Usually, I start my New Year’s post about 2-3 months before December 31st. This year, oh boy have I been dragging it out. I’ve been collecting random bits and pieces of thoughts in my head for the past month, but just haven’t
found made the time to sit and actually put them down. Truthfully, I’m still unsure of how my thoughts will shape into something discernible. I keep thinking back to 2015 and how organized and driven I was to make that a great year, and I just don’t know if I can top it. But looking back is a good thing. I’ve formed some really good habits over the past couple of years. I’ve learned a lot about self-care, about setting boundaries and sticking to them. I’ve found really great things that I love to do and places I want to focus my resources on. Looking back can be a really great way for me to remember all that I’ve already accomplished and help me find the gaps I’m missing.

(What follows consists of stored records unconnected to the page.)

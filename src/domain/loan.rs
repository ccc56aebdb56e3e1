use chrono::{DateTime, Duration, Utc};
use serde::{Deserialize, Serialize};

use super::{
    BookTitle, BorrowError, DeleteError, LoanId, MemberId, RenewCount, RenewError,
    policy::{DatePolicy, clamp_to_window},
};

/// 貸出期間（日数）
pub const LOAN_PERIOD_DAYS: i64 = 14;

// ============================================================================
// 型安全な状態パターン
// ============================================================================

/// すべての貸出状態で共有されるコアデータ
#[derive(Debug, Clone, PartialEq, Eq, Serialize, Deserialize)]
pub struct LoanCore {
    pub loan_id: LoanId,
    pub member_id: MemberId,
    pub book_title: BookTitle,
    pub borrowed_at: DateTime<Utc>,
    pub renew_count: RenewCount,
}

impl LoanCore {
    /// 返却期限（貸出日 + 14日）
    pub fn due_date(&self) -> DateTime<Utc> {
        self.borrowed_at + Duration::days(LOAN_PERIOD_DAYS)
    }
}

/// 貸出中状態
///
/// 同じ(会員, 書名)の組に対して同時に1件まで。
#[derive(Debug, Clone, PartialEq, Eq, Serialize, Deserialize)]
pub struct ActiveLoan {
    #[serde(flatten)]
    pub core: LoanCore,
}

impl std::ops::Deref for ActiveLoan {
    type Target = LoanCore;

    fn deref(&self) -> &Self::Target {
        &self.core
    }
}

/// 返却済み状態
///
/// returned_atが必須（型で保証）。削除できるのはこの状態のみ。
#[derive(Debug, Clone, PartialEq, Eq, Serialize, Deserialize)]
pub struct ReturnedLoan {
    #[serde(flatten)]
    pub core: LoanCore,
    pub returned_at: DateTime<Utc>,
}

impl std::ops::Deref for ReturnedLoan {
    type Target = LoanCore;

    fn deref(&self) -> &Self::Target {
        &self.core
    }
}

/// 貸出レコードの統合型
#[derive(Debug, Clone, PartialEq, Eq, Serialize, Deserialize)]
#[serde(tag = "status", rename_all = "snake_case")]
pub enum Loan {
    Active(ActiveLoan),
    Returned(ReturnedLoan),
}

impl Loan {
    pub fn core(&self) -> &LoanCore {
        match self {
            Loan::Active(active) => &active.core,
            Loan::Returned(returned) => &returned.core,
        }
    }

    pub fn is_active(&self) -> bool {
        matches!(self, Loan::Active(_))
    }

    pub fn returned_at(&self) -> Option<DateTime<Utc>> {
        match self {
            Loan::Active(_) => None,
            Loan::Returned(returned) => Some(returned.returned_at),
        }
    }

    pub fn into_active(self) -> Option<ActiveLoan> {
        match self {
            Loan::Active(active) => Some(active),
            Loan::Returned(_) => None,
        }
    }
}

// ============================================================================
// 純粋関数
// ============================================================================

/// 純粋関数：書籍を貸し出す
///
/// ビジネスルール：
/// - 同じ組に貸出中のレコードがあれば不可
/// - 返却済みのレコードは新しい貸出で上書きされる
/// - 延長回数は0
///
/// 在庫の確認は呼び出し側（Loan Store）が同じトランザクション内で行う。
pub fn borrow_book(
    existing: Option<&Loan>,
    member_id: MemberId,
    book_title: BookTitle,
    borrowed_at: DateTime<Utc>,
) -> Result<ActiveLoan, BorrowError> {
    if existing.is_some_and(Loan::is_active) {
        return Err(BorrowError::DuplicateActiveLoan);
    }

    Ok(ActiveLoan {
        core: LoanCore {
            loan_id: LoanId::new(),
            member_id,
            book_title,
            borrowed_at,
            renew_count: RenewCount::new(),
        },
    })
}

/// 返却期限を過ぎているか
pub fn is_lapsed(loan: &LoanCore, now: DateTime<Utc>) -> bool {
    now > loan.due_date()
}

/// 純粋関数：貸出を延長する
///
/// ビジネスルール：
/// - 延長は2回まで
/// - 返却期限を過ぎた貸出は延長不可（返却のみ）
/// - 貸出日は方針に従って進め、`[現在の貸出日, now]` に収める
pub fn renew_loan(
    loan: ActiveLoan,
    now: DateTime<Utc>,
    policy: &dyn DatePolicy,
) -> Result<ActiveLoan, RenewError> {
    let renew_count = loan.renew_count.increment()?;

    if is_lapsed(&loan, now) {
        return Err(RenewError::Lapsed);
    }

    let current = loan.borrowed_at;
    let borrowed_at = clamp_to_window(policy.renewed_borrow_date(current, now), current, now);

    Ok(ActiveLoan {
        core: LoanCore {
            borrowed_at,
            renew_count,
            ..loan.core
        },
    })
}

/// 純粋関数：書籍を返却する
///
/// 延滞していても返却は受け付ける。返却日は `[貸出日, now]` に収める。
pub fn return_book(loan: ActiveLoan, now: DateTime<Utc>, policy: &dyn DatePolicy) -> ReturnedLoan {
    let borrowed_at = loan.borrowed_at;
    let returned_at = clamp_to_window(policy.return_date(borrowed_at, now), borrowed_at, now);

    ReturnedLoan {
        core: loan.core,
        returned_at,
    }
}

/// 純粋関数：削除可能か判定する
pub fn ensure_deletable(loan: Loan) -> Result<ReturnedLoan, DeleteError> {
    match loan {
        Loan::Returned(returned) => Ok(returned),
        Loan::Active(_) => Err(DeleteError::StillActive),
    }
}
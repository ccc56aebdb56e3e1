use crate::adapters::retry::RetryPolicy;
use crate::domain::{Book, BookTitle, CategoryFilter, Stock};
use crate::ports::StoreError;
use crate::ports::inventory_ledger::{InventoryLedger as InventoryLedgerTrait, Result};
use async_trait::async_trait;
use sqlx::{PgConnection, PgPool, Row, postgres::PgRow, types::Json};
use std::time::Duration;

use super::{begin, commit};

/// 行データから在庫数を復元する
fn map_row_to_stock(row: &PgRow) -> Result<Stock> {
    let copies: i32 = row.try_get("copies")?;
    let available: i32 = row.try_get("available")?;

    let copies = u32::try_from(copies)
        .map_err(|_| StoreError::backend(format!("copies out of range: {}", copies)))?;
    let available = u32::try_from(available)
        .map_err(|_| StoreError::backend(format!("available out of range: {}", available)))?;

    Ok(Stock::new(copies, available)?)
}

/// 行データを蔵書に変換する
fn map_row_to_book(row: &PgRow) -> Result<Book> {
    let title: String = row.try_get("title")?;
    let pages: i32 = row.try_get("pages")?;
    let Json(genres): Json<Vec<String>> = row.try_get("genres")?;
    let Json(authors): Json<Vec<String>> = row.try_get("authors")?;
    let Json(description): Json<Vec<String>> = row.try_get("description")?;

    Ok(Book {
        title: BookTitle::parse(title).map_err(StoreError::backend)?,
        category: row.try_get("category")?,
        genres,
        authors,
        description,
        url: row.try_get("url")?,
        pages: u32::try_from(pages)
            .map_err(|_| StoreError::backend(format!("pages out of range: {}", pages)))?,
        stock: map_row_to_stock(row)?,
    })
}

/// INTEGER列に収まらない値は書き込まずにエラーにする
fn to_integer_column(column: &'static str, value: u32) -> Result<i32> {
    i32::try_from(value)
        .map_err(|_| StoreError::backend(format!("{} out of range: {}", column, value)))
}

/// 書名が存在しなければ`BookNotFound`、存在すれば`otherwise`
async fn missing_or(conn: &mut PgConnection, title: &BookTitle, otherwise: StoreError) -> StoreError {
    let exists = sqlx::query_scalar::<_, bool>("SELECT EXISTS (SELECT 1 FROM books WHERE title = $1)")
        .bind(title.as_str())
        .fetch_one(&mut *conn)
        .await;

    match exists {
        Ok(true) => otherwise,
        Ok(false) => StoreError::BookNotFound(title.clone()),
        Err(e) => e.into(),
    }
}

/// 呼び出し側のトランザクション内で在庫を1減らす
///
/// 条件付きUPDATE 1文で「available > 0 のときだけ減らす」を表現する。
pub(crate) async fn decrement_in(conn: &mut PgConnection, title: &BookTitle) -> Result<Stock> {
    let row = sqlx::query(
        r#"
        UPDATE books
        SET available = available - 1
        WHERE title = $1 AND available > 0
        RETURNING copies, available
        "#,
    )
    .bind(title.as_str())
    .fetch_optional(&mut *conn)
    .await?;

    match row {
        Some(row) => map_row_to_stock(&row),
        None => Err(missing_or(conn, title, StoreError::Unavailable).await),
    }
}

/// 呼び出し側のトランザクション内で在庫を1増やす
pub(crate) async fn increment_in(conn: &mut PgConnection, title: &BookTitle) -> Result<Stock> {
    let row = sqlx::query(
        r#"
        UPDATE books
        SET available = available + 1
        WHERE title = $1 AND available < copies
        RETURNING copies, available
        "#,
    )
    .bind(title.as_str())
    .fetch_optional(&mut *conn)
    .await?;

    match row {
        Some(row) => map_row_to_stock(&row),
        None => Err(missing_or(conn, title, StoreError::OverReturn).await),
    }
}

/// PostgreSQL implementation of InventoryLedger
pub struct InventoryLedger {
    pool: PgPool,
    lock_timeout: Duration,
    retry: RetryPolicy,
}

impl InventoryLedger {
    pub fn new(pool: PgPool, lock_timeout: Duration, retry: RetryPolicy) -> Self {
        Self {
            pool,
            lock_timeout,
            retry,
        }
    }

    async fn add_book_once(&self, book: &Book) -> Result<()> {
        let result = sqlx::query(
            r#"
            INSERT INTO books (
                title,
                category,
                genres,
                authors,
                description,
                url,
                pages,
                copies,
                available
            )
            VALUES ($1, $2, $3, $4, $5, $6, $7, $8, $9)
            ON CONFLICT (title) DO NOTHING
            "#,
        )
        .bind(book.title.as_str())
        .bind(&book.category)
        .bind(Json(&book.genres))
        .bind(Json(&book.authors))
        .bind(Json(&book.description))
        .bind(&book.url)
        .bind(to_integer_column("pages", book.pages)?)
        .bind(to_integer_column("copies", book.stock.copies())?)
        .bind(to_integer_column("available", book.stock.available())?)
        .execute(&self.pool)
        .await?;

        if result.rows_affected() == 0 {
            return Err(StoreError::DuplicateBook(book.title.clone()));
        }
        Ok(())
    }

    async fn get_book_once(&self, title: &BookTitle) -> Result<Option<Book>> {
        let row = sqlx::query(
            r#"
            SELECT title, category, genres, authors, description, url, pages, copies, available
            FROM books
            WHERE title = $1
            "#,
        )
        .bind(title.as_str())
        .fetch_optional(&self.pool)
        .await?;

        row.as_ref().map(map_row_to_book).transpose()
    }

    async fn list_books_once(&self, filter: &CategoryFilter) -> Result<Vec<Book>> {
        let category = match filter {
            CategoryFilter::All => None,
            CategoryFilter::Named(category) => Some(category.as_str()),
        };

        let rows = sqlx::query(
            r#"
            SELECT title, category, genres, authors, description, url, pages, copies, available
            FROM books
            WHERE $1::text IS NULL OR category = $1
            ORDER BY title ASC
            "#,
        )
        .bind(category)
        .fetch_all(&self.pool)
        .await?;

        rows.iter().map(map_row_to_book).collect()
    }

    async fn decrement_once(&self, title: &BookTitle) -> Result<Stock> {
        let mut tx = begin(&self.pool, self.lock_timeout).await?;
        let stock = decrement_in(&mut tx, title).await?;
        commit(tx).await?;
        Ok(stock)
    }

    async fn increment_once(&self, title: &BookTitle) -> Result<Stock> {
        let mut tx = begin(&self.pool, self.lock_timeout).await?;
        let stock = increment_in(&mut tx, title).await?;
        commit(tx).await?;
        Ok(stock)
    }
}

#[async_trait]
impl InventoryLedgerTrait for InventoryLedger {
    async fn add_book(&self, book: Book) -> Result<()> {
        let book = &book;
        self.retry
            .run("add_book", move || self.add_book_once(book))
            .await
    }

    async fn get_book(&self, title: &BookTitle) -> Result<Option<Book>> {
        self.retry
            .run("get_book", move || self.get_book_once(title))
            .await
    }

    async fn list_books(&self, filter: &CategoryFilter) -> Result<Vec<Book>> {
        self.retry
            .run("list_books", move || self.list_books_once(filter))
            .await
    }

    async fn decrement(&self, title: &BookTitle) -> Result<Stock> {
        self.retry
            .run("decrement", move || self.decrement_once(title))
            .await
    }

    async fn increment(&self, title: &BookTitle) -> Result<Stock> {
        self.retry
            .run("increment", move || self.increment_once(title))
            .await
    }
}
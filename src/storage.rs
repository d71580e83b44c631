//! Durable key-value state, the stand-in for browser local storage.
//!
//! Three keys are used: [`KEY_RAW_API_KEY`] (last saved key, plaintext),
//! [`KEY_API_CONFIG`] (JSON provider settings with an encoded key) and
//! [`KEY_THEME`]. There is no schema versioning; readers fall back to
//! defaults on anything missing or malformed.

use std::collections::BTreeMap;
use std::path::{Path, PathBuf};
use std::sync::Mutex;

use tracing::warn;

use crate::error::{Error, Result};
use crate::models::Theme;

pub const KEY_RAW_API_KEY: &str = "gemini_api_key";
pub const KEY_API_CONFIG: &str = "apiConfig";
pub const KEY_THEME: &str = "theme";

pub trait LocalStorage: Send + Sync {
    fn get(&self, key: &str) -> Option<String>;
    fn set(&self, key: &str, value: &str) -> Result<()>;
    fn remove(&self, key: &str) -> Result<()>;
}

/// Volatile storage, for tests and one-shot commands.
#[derive(Default)]
pub struct MemoryStorage {
    entries: Mutex<BTreeMap<String, String>>,
}

impl MemoryStorage {
    pub fn new() -> Self {
        Self::default()
    }
}

impl LocalStorage for MemoryStorage {
    fn get(&self, key: &str) -> Option<String> {
        self.entries.lock().ok()?.get(key).cloned()
    }

    fn set(&self, key: &str, value: &str) -> Result<()> {
        self.entries
            .lock()
            .map_err(|e| Error::Storage(e.to_string()))?
            .insert(key.to_string(), value.to_string());
        Ok(())
    }

    fn remove(&self, key: &str) -> Result<()> {
        self.entries
            .lock()
            .map_err(|e| Error::Storage(e.to_string()))?
            .remove(key);
        Ok(())
    }
}

/// A JSON object on disk. Every write rewrites the whole file.
pub struct FileStorage {
    path: PathBuf,
}

impl FileStorage {
    pub fn new(path: impl Into<PathBuf>) -> Self {
        Self { path: path.into() }
    }

    pub fn path(&self) -> &Path {
        &self.path
    }

    /// A missing file is empty. Any other read error is returned so that a
    /// write never replaces a file it could not read.
    fn read_all(&self) -> Result<BTreeMap<String, String>> {
        let content = match std::fs::read_to_string(&self.path) {
            Ok(c) => c,
            Err(e) if e.kind() == std::io::ErrorKind::NotFound => return Ok(BTreeMap::new()),
            Err(e) => {
                return Err(Error::Storage(format!(
                    "failed to read {}: {}",
                    self.path.display(),
                    e
                )))
            }
        };
        match serde_json::from_str(&content) {
            Ok(map) => Ok(map),
            Err(e) => {
                warn!(
                    path = %self.path.display(),
                    error = %e,
                    "ignoring malformed local storage file"
                );
                Ok(BTreeMap::new())
            }
        }
    }

    fn write_all(&self, entries: &BTreeMap<String, String>) -> Result<()> {
        if let Some(parent) = self.path.parent() {
            if !parent.as_os_str().is_empty() {
                std::fs::create_dir_all(parent).map_err(|e| {
                    Error::Storage(format!("failed to create {}: {}", parent.display(), e))
                })?;
            }
        }
        let json =
            serde_json::to_string_pretty(entries).map_err(|e| Error::Storage(e.to_string()))?;
        std::fs::write(&self.path, json)
            .map_err(|e| Error::Storage(format!("failed to write {}: {}", self.path.display(), e)))
    }
}

impl LocalStorage for FileStorage {
    fn get(&self, key: &str) -> Option<String> {
        match self.read_all() {
            Ok(mut entries) => entries.remove(key),
            Err(e) => {
                warn!(error = %e, "local storage unreadable");
                None
            }
        }
    }

    fn set(&self, key: &str, value: &str) -> Result<()> {
        let mut entries = self.read_all()?;
        entries.insert(key.to_string(), value.to_string());
        self.write_all(&entries)
    }

    fn remove(&self, key: &str) -> Result<()> {
        let mut entries = self.read_all()?;
        if entries.remove(key).is_some() {
            self.write_all(&entries)?;
        }
        Ok(())
    }
}

/// Saved theme preference; anything unrecognised reads as light.
pub fn load_theme(storage: &dyn LocalStorage) -> Theme {
    storage
        .get(KEY_THEME)
        .and_then(|v| Theme::parse(&v))
        .unwrap_or_default()
}

pub fn save_theme(storage: &dyn LocalStorage, theme: Theme) -> Result<()> {
    storage.set(KEY_THEME, theme.as_str())
}
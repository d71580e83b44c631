//! Loading documents from disk for the one-shot commands.
//!
//! Files named explicitly are always attempted; directories are walked
//! recursively and filtered to the supported extensions. Each loaded file
//! goes through the same extract → store path as an interactive upload,
//! so duplicate names and unsupported formats are skipped the same way.

use anyhow::{bail, Context, Result};
use globset::{GlobBuilder, GlobSet, GlobSetBuilder};
use std::path::{Path, PathBuf};
use tracing::{debug, warn};
use walkdir::WalkDir;

use crate::extract::{extract, SUPPORTED_EXTENSIONS};
use crate::models::Upload;
use crate::store::{document_id, DocumentStore};

const DEFAULT_EXCLUDES: [&str; 3] = ["**/.git/**", "**/target/**", "**/node_modules/**"];

/// Documents loaded from disk plus the files that could not be.
#[derive(Debug, Default)]
pub struct LoadReport {
    pub store: DocumentStore,
    pub skipped: Vec<(PathBuf, String)>,
}

/// Read a file into an [`Upload`] named after its final path component.
pub fn read_upload(path: &Path) -> Result<Upload> {
    let bytes =
        std::fs::read(path).with_context(|| format!("Failed to read {}", path.display()))?;
    let name = path
        .file_name()
        .map(|n| n.to_string_lossy().to_string())
        .unwrap_or_else(|| path.display().to_string());
    Ok(Upload::new(name, bytes))
}

/// Expand `paths` into a sorted file list. Directories contribute only
/// files with a supported extension that are not excluded.
pub fn collect_files(paths: &[PathBuf], exclude_globs: &[String]) -> Result<Vec<PathBuf>> {
    let include_set = build_globset(
        SUPPORTED_EXTENSIONS
            .iter()
            .map(|ext| format!("**/*.{}", ext)),
    )?;
    let exclude_set = build_globset(
        DEFAULT_EXCLUDES
            .iter()
            .map(|p| p.to_string())
            .chain(exclude_globs.iter().cloned()),
    )?;

    let mut files = Vec::new();
    for path in paths {
        if path.is_file() {
            files.push(path.clone());
            continue;
        }
        if !path.is_dir() {
            bail!("Path does not exist: {}", path.display());
        }
        let mut found = Vec::new();
        for entry in WalkDir::new(path) {
            let entry = entry?;
            if !entry.file_type().is_file() {
                continue;
            }
            let relative = entry.path().strip_prefix(path).unwrap_or(entry.path());
            let rel_str = relative.to_string_lossy().to_string();
            if exclude_set.is_match(&rel_str) || !include_set.is_match(&rel_str) {
                continue;
            }
            found.push(entry.path().to_path_buf());
        }
        found.sort();
        debug!(dir = %path.display(), files = found.len(), "scanned directory");
        files.extend(found);
    }
    Ok(files)
}

/// Extract every file into a fresh store. Per-file failures are recorded in
/// [`LoadReport::skipped`] rather than aborting the load.
pub fn load_documents(paths: &[PathBuf], exclude_globs: &[String]) -> Result<LoadReport> {
    let mut report = LoadReport::default();
    for path in collect_files(paths, exclude_globs)? {
        let upload = match read_upload(&path) {
            Ok(u) => u,
            Err(e) => {
                report.skipped.push((path, format!("{:#}", e)));
                continue;
            }
        };
        let id = document_id(&upload.name);
        let outcome = extract(&upload).and_then(|text| report.store.put(id, text));
        if let Err(e) = outcome {
            warn!(path = %path.display(), error = %e, "skipping file");
            report.skipped.push((path, e.to_string()));
        }
    }
    Ok(report)
}

fn build_globset(patterns: impl IntoIterator<Item = String>) -> Result<GlobSet> {
    let mut builder = GlobSetBuilder::new();
    for pattern in patterns {
        builder.add(
            GlobBuilder::new(&pattern)
                .case_insensitive(true)
                .build()
                .with_context(|| format!("Invalid glob pattern: {}", pattern))?,
        );
    }
    Ok(builder.build()?)
}
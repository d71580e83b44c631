//! HTTP transport for provider calls.
//!
//! One POST per call, no retries. A non-2xx status is a hard failure that
//! carries the response body as diagnostic text. There is no timeout unless
//! `[http] timeout_secs` is set; without one, a hung provider blocks the
//! calling handler indefinitely.

use async_trait::async_trait;
use std::time::Duration;
use tracing::debug;

use crate::config::HttpConfig;
use crate::error::{Error, Result};
use crate::provider::ProviderRequest;

/// Sends a [`ProviderRequest`] and returns the raw response body.
#[async_trait]
pub trait Transport: Send + Sync {
    async fn post(&self, request: &ProviderRequest) -> Result<String>;
}

/// Real transport backed by reqwest.
#[derive(Debug, Clone)]
pub struct HttpTransport {
    client: reqwest::Client,
}

impl HttpTransport {
    pub fn new(config: &HttpConfig) -> Result<Self> {
        let mut builder = reqwest::Client::builder();
        if let Some(secs) = config.timeout_secs {
            builder = builder.timeout(Duration::from_secs(secs));
        }
        let client = builder
            .build()
            .map_err(|e| Error::Transport(format!("failed to build HTTP client: {}", e)))?;
        Ok(Self { client })
    }
}

#[async_trait]
impl Transport for HttpTransport {
    async fn post(&self, request: &ProviderRequest) -> Result<String> {
        let mut builder = self.client.post(&request.url);
        for (key, value) in &request.headers {
            builder = builder.header(key, value);
        }

        let response = builder
            .json(&request.body)
            .send()
            .await
            .map_err(|e| Error::Transport(format!("request failed: {}", e.without_url())))?;

        let status = response.status();
        let body = response
            .text()
            .await
            .map_err(|e| {
                Error::Transport(format!("failed to read response: {}", e.without_url()))
            })?;
        debug!(status = status.as_u16(), bytes = body.len(), "provider responded");

        if !status.is_success() {
            return Err(Error::Transport(format!("HTTP {}: {}", status, body)));
        }
        Ok(body)
    }
}

#[cfg(test)]
pub mod mock {
    use super::*;
    use std::sync::Mutex;

    /// Canned transport that records every request body it is handed.
    pub struct MockTransport {
        reply: std::result::Result<String, String>,
        seen: Mutex<Vec<serde_json::Value>>,
    }

    impl MockTransport {
        pub fn replying(body: impl Into<String>) -> Self {
            Self {
                reply: Ok(body.into()),
                seen: Mutex::new(Vec::new()),
            }
        }

        pub fn failing(message: impl Into<String>) -> Self {
            Self {
                reply: Err(message.into()),
                seen: Mutex::new(Vec::new()),
            }
        }

        pub fn calls(&self) -> usize {
            self.seen.lock().unwrap().len()
        }

        pub fn last_body(&self) -> Option<serde_json::Value> {
            self.seen.lock().unwrap().last().cloned()
        }
    }

    #[async_trait]
    impl Transport for MockTransport {
        async fn post(&self, request: &ProviderRequest) -> Result<String> {
            self.seen.lock().unwrap().push(request.body.clone());
            self.reply.clone().map_err(Error::Transport)
        }
    }
}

In 2015, I focused on four categories: Travel, Music, Writing, and Art, expanding and developing my hobbies, the things that I found I was most passionate about. I built into my habits a consistency in finding activities centered around these categories, and I continue to be on the lookout. There’s not a month that goes by where I’m not hitting one if not more of these at least once. I also really started to understand the importance of actively choosing relationships/friendships, to really think through who you’re giving your time and energy to. I fine-tuned my close circle of friends and removed myself from those who were negatively impacting my life.
In 2016, I went for more of a general theme idea: Self-Care, Responsibility, Harmony, and Pleasure and I have to admit, it didn’t work out as well for me. It was harder to track the accomplishments and growth. I also moved my whiteboards a couple of times during the year, and it changed the way I interacted with and utilized them. Now they’re back in the hallway, where I see them every day and I’m back in the habit of jotting down notes and seeing goals which sets me up nicely for 2017. Honestly, I think the only two categories I really did OK in was Pleasure and Self-Care. The other two were too abstract and frankly, not a whole hell of a lot of fun to work on. So, they just kind of….faded. My writing also waned in 2016 and I recognized that when I’m not writing, that’s a bad sign. I need that time and space to work through things in my head, to sort out all that’s going on, and to help me reflect on what’s going right.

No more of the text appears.